Cette proposition “du retour” a un but, et un seul: espérer la fin d’Israël par la submersion démographique

Cette proposition “du retour” a un but, et un seul, espérer la fin d’Israël par la submersion démographique. Le « retour des exilés » ?  Nul n’use de cette formulation à propos des douze millions d’Allemands expulsés en 1945 des Sudètes, de Pologne, des États baltes, de Russie et d’Ukraine. Nul ne la reprend au sujet des dix millions d’Indiens et de Pakistanais de 1947. Nul ne l’évoque à propos des dizaines et des dizaines d’exodes survenus depuis la fin de la Seconde Guerre mondiale puisqu’on estime à plusieurs centaines de millions le nombre de réfugiés dans le monde. Les 750 000 réfugiés palestiniens de 1948 sont les seuls à disposer depuis 1949 d’une agence spécialisée de l’ONU (UNRWA). Et pourquoi, sinon comme l’exhibition d’un “péché originel” qui empêcherait à tout jamais cet État d’exister.

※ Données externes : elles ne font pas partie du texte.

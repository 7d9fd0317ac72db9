//! Shutdown state and cancellation for long-running work.
//!
//! - `SHUTDOWN`: Has shutdown been requested? (Ctrl+C received)
//! - [`CancelToken`]: wakes sleeping watch loops as soon as shutdown starts
//!
//! A token never carries messages. Cancellation is the channel becoming
//! disconnected, which every clone observes at once.

use std::sync::LazyLock;
use std::sync::atomic::{AtomicBool, Ordering};
use std::time::Duration;

use crossbeam::channel::{self, Receiver, RecvTimeoutError, Sender, TryRecvError};
use parking_lot::Mutex;

/// Shutdown has been requested (Ctrl+C received)
static SHUTDOWN: AtomicBool = AtomicBool::new(false);

/// Canceller for the process-wide token, taken by the Ctrl+C handler
static CANCELLER: LazyLock<Mutex<Option<Canceller>>> = LazyLock::new(|| Mutex::new(None));

// =============================================================================
// Cancellation
// =============================================================================

/// Cloneable cancellation signal observed by workers.
#[derive(Debug, Clone)]
pub struct CancelToken {
    rx: Receiver<()>,
}

/// Owning side of a [`CancelToken`]. Cancels on [`Canceller::cancel`] or drop.
#[derive(Debug)]
pub struct Canceller {
    tx: Sender<()>,
}

impl CancelToken {
    /// Create a linked canceller/token pair.
    pub fn pair() -> (Canceller, CancelToken) {
        let (tx, rx) = channel::bounded(0);
        (Canceller { tx }, CancelToken { rx })
    }

    /// Check whether cancellation has happened.
    pub fn is_cancelled(&self) -> bool {
        matches!(self.rx.try_recv(), Err(TryRecvError::Disconnected))
    }

    /// Sleep for `timeout` unless cancelled first.
    ///
    /// Returns `true` if the token was cancelled.
    pub fn sleep(&self, timeout: Duration) -> bool {
        match self.rx.recv_timeout(timeout) {
            Err(RecvTimeoutError::Disconnected) => true,
            Err(RecvTimeoutError::Timeout) | Ok(()) => false,
        }
    }
}

impl Canceller {
    /// Cancel every linked token.
    pub fn cancel(self) {
        drop(self.tx);
    }
}

// =============================================================================
// SHUTDOWN state
// =============================================================================

/// Setup the global Ctrl+C handler. Call once at program start
///
/// The first Ctrl+C sets the SHUTDOWN flag and cancels the returned token,
/// so batch workers stop picking up new files and watch loops return. A
/// second Ctrl+C exits immediately.
pub fn setup_shutdown_handler() -> anyhow::Result<CancelToken> {
    let (canceller, token) = CancelToken::pair();
    *CANCELLER.lock() = Some(canceller);

    ctrlc::set_handler(|| {
        if SHUTDOWN.swap(true, Ordering::SeqCst) {
            std::process::exit(130);
        }
        crate::log!("shutdown"; "stopping, press Ctrl+C again to force");
        if let Some(canceller) = CANCELLER.lock().take() {
            canceller.cancel();
        }
    })
    .map_err(|e| anyhow::anyhow!("failed to set Ctrl+C handler: {}", e))?;

    Ok(token)
}

/// Check if shutdown has been requested
pub fn is_shutdown() -> bool {
    SHUTDOWN.load(Ordering::SeqCst)
}

#[cfg(test)]
mod tests {
    use super::*;
    use std::thread;
    use std::time::Instant;

    #[test]
    fn test_token_starts_uncancelled() {
        let (_canceller, token) = CancelToken::pair();
        assert!(!token.is_cancelled());
        assert!(!token.sleep(Duration::from_millis(5)));
    }

    #[test]
    fn test_cancel_reaches_all_clones() {
        let (canceller, token) = CancelToken::pair();
        let other = token.clone();
        canceller.cancel();
        assert!(token.is_cancelled());
        assert!(other.is_cancelled());
    }

    #[test]
    fn test_cancel_wakes_sleeper() {
        let (canceller, token) = CancelToken::pair();
        let sleeper = thread::spawn(move || {
            let start = Instant::now();
            let cancelled = token.sleep(Duration::from_secs(30));
            (cancelled, start.elapsed())
        });
        thread::sleep(Duration::from_millis(20));
        canceller.cancel();

        let (cancelled, elapsed) = sleeper.join().unwrap();
        assert!(cancelled);
        assert!(elapsed < Duration::from_secs(5));
    }

    #[test]
    fn test_dropping_canceller_cancels() {
        let (canceller, token) = CancelToken::pair();
        drop(canceller);
        assert!(token.sleep(Duration::from_secs(30)));
    }
}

Enfin, si “retour des exilés” il devait y avoir, il faudrait commencer par les 130 000 Juifs d’Irak condamnés à quitter leur patrie, brutalisés, torturés, et se retrouvant tous du jour au lendemain dans un État d’Israël qu’ils ne souhaitaient pas gagner. Il faudra continuer par les Juifs de Syrie, par ceux de Libye et par ceux d’Égypte condamnés aux mêmes souffrances et dont les descendants, leurs petits-enfants, sont aujourd’hui en grande majorité citoyens de l’État d’Israël, n’exhibant pas de carte d’”exilé”, n’émargeant à aucun budget des Nations unies, et n’ayant jamais perçu le moindre dollar d’aide internationale.

Cet acte d’accusation

Et s’il fallait reprendre point par point cet acte d’accusation, il faudrait en premier lieu interroger ce qui s’est passé en Israël/Palestine en 1948, telle l’image inversée d’une purification ethnique souhaitée par l’un des deux camps. Aujourd’hui, la partie arabe considère comme allant de soi l’élimination de toute présence juive dans les territoires sous sa juridiction, et estime tout aussi évidente une présence arabe dans les territoires sous juridiction juive. Enfin, si l’on compte douze députés arabes à la Knesset, on se prend à rêver aux députés juifs qui auraient dû normalement prendre la parole dans les parlements des pays arabes où vivaient jadis leurs communautés.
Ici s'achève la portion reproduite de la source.